Copy out exactly the lines below that run from the one holding "pub struct Actor" to the one holding "pos: Vec2::new(rect.x as", keeping both of those lines and no others.

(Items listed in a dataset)
▶

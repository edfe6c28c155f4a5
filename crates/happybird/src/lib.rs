use anyhow::Result;
use happybird_game::{GameConfig, HappyBirdApp};
use happybird_sdl2::App;
use happybird_sdl2::{SdlContext, SdlInitInfo};

pub fn run(config: GameConfig) -> Result<()> {
    let app = HappyBirdApp::new(config)?;
    let init_info = SdlInitInfo::builder()
        .width(app.width())
        .height(app.height())
        .scale(app.scale())
        .title(app.title())
        .fps(app.fps())
        .build();
    SdlContext::run(init_info, app)?;
    Ok(())
}
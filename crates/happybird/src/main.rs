use std::path::PathBuf;

use happybird_game::GameConfig;

fn main() {
    env_logger::init();

    let mut args = std::env::args().skip(1);
    let asset_dir = args.next().unwrap_or_else(|| "assets".to_string());
    let best_score_path = args
        .next()
        .unwrap_or_else(|| "best_score.txt".to_string());
    log::info!("Assets from '{}', best score in '{}'", asset_dir, best_score_path);

    let config = GameConfig::builder()
        .asset_dir(PathBuf::from(asset_dir))
        .best_score_path(PathBuf::from(best_score_path))
        .build();

    if let Err(e) = happybird::run(config) {
        log::error!("{:#}", e);
        eprintln!("happybird: {:#}", e);
        std::process::exit(1);
    }
}
use std::rc::Rc;

use crate::mask::Mask;
use crate::rect::Rect;
use crate::surface::Surface;

#[derive(Copy, Clone, Debug, Default, PartialEq)]
pub struct Vec2 {
    pub x: f32,
    pub y: f32,
}

impl Vec2 {
    pub const fn new(x: f32, y: f32) -> Self {
        Self { x, y }
    }
}

/// An ordered frame sequence with the collision mask of every frame.
#[derive(Debug)]
pub struct SpriteSheet {
    frames: Vec<Surface>,
    masks: Vec<Mask>,
}

impl SpriteSheet {
    pub fn new(frames: Vec<Surface>) -> Self {
        assert!(!frames.is_empty(), "sprite sheet needs at least one frame");
        let masks = frames.iter().map(Surface::mask).collect();
        Self { frames, masks }
    }

    pub fn single(frame: Surface) -> Self {
        Self::new(vec![frame])
    }

    pub fn len(&self) -> usize {
        self.frames.len()
    }

    pub fn is_empty(&self) -> bool {
        self.frames.is_empty()
    }

    pub fn frame(&self, index: usize) -> &Surface {
        &self.frames[index]
    }

    pub fn mask(&self, index: usize) -> &Mask {
        &self.masks[index]
    }

    /// Size of the first frame; actor rectangles keep this size for life.
    pub fn size(&self) -> (u32, u32) {
        self.frames[0].size()
    }
}

/// Time-driven cycling through a shared sprite sheet.
#[derive(Clone, Debug)]
pub struct Animation {
    sheet: Rc<SpriteSheet>,
    index: f32,
}

impl Animation {
    pub fn new(sheet: Rc<SpriteSheet>) -> Self {
        Self { sheet, index: 0.0 }
    }

    /// Advance by `fps * dt` frames. Reaching the end snaps straight back to
    /// frame 0; any overshoot is discarded.
    pub fn animate(&mut self, dt: f32, fps: f32) {
        self.index += fps * dt;
        if self.index >= self.sheet.len() as f32 {
            self.index = 0.0;
        }
    }

    pub fn frame_index(&self) -> usize {
        self.index as usize
    }

    pub fn image(&self) -> &Surface {
        self.sheet.frame(self.frame_index())
    }

    pub fn mask(&self) -> &Mask {
        self.sheet.mask(self.frame_index())
    }

    pub fn sheet(&self) -> &SpriteSheet {
        &self.sheet
    }
}

/// A positioned, animated sprite.
#[derive(Clone, Debug)]
pub struct Actor {
    pub pos: Vec2,
    pub animation: Animation,
}

impl Actor {
    /// Place an actor so its rectangle is `rect` built from the sheet size.
    pub fn at(sheet: Rc<SpriteSheet>, place: impl FnOnce(u32, u32) -> Rect) -> Self {
        let (w, h) = sheet.size();
        let rect = place(w, h);
        Self {
            pos: Vec2::new(rect.x as f32, rect.y as f32),
            animation: Animation::new(sheet),
        }
    }

    /// Screen rectangle; the position is truncated toward zero.
    pub fn rect(&self) -> Rect {
        let (w, h) = self.animation.sheet().size();
        Rect::new(self.pos.x as i32, self.pos.y as i32, w, h)
    }

    pub fn image(&self) -> &Surface {
        self.animation.image()
    }

    pub fn mask(&self) -> &Mask {
        self.animation.mask()
    }

    /// True once the right edge has left the screen on the left side.
    pub fn is_off_screen(&self) -> bool {
        is_off_screen_left(self.rect())
    }
}

pub fn is_off_screen_left(rect: Rect) -> bool {
    rect.right() <= 0
}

◀

* **WORKED SOLUTION**:
pub struct Actor {
    pub pos: Vec2,
    pub animation: Animation,
}

impl Actor {
    /// Place an actor so its rectangle is `rect` built from the sheet size.
    pub fn at(sheet: Rc<SpriteSheet>, place: impl FnOnce(u32, u32) -> Rect) -> Self {
        let (w, h) = sheet.size();
        let rect = place(w, h);
        Self {
            pos: Vec2::new(rect.x as f32, rect.y as f32),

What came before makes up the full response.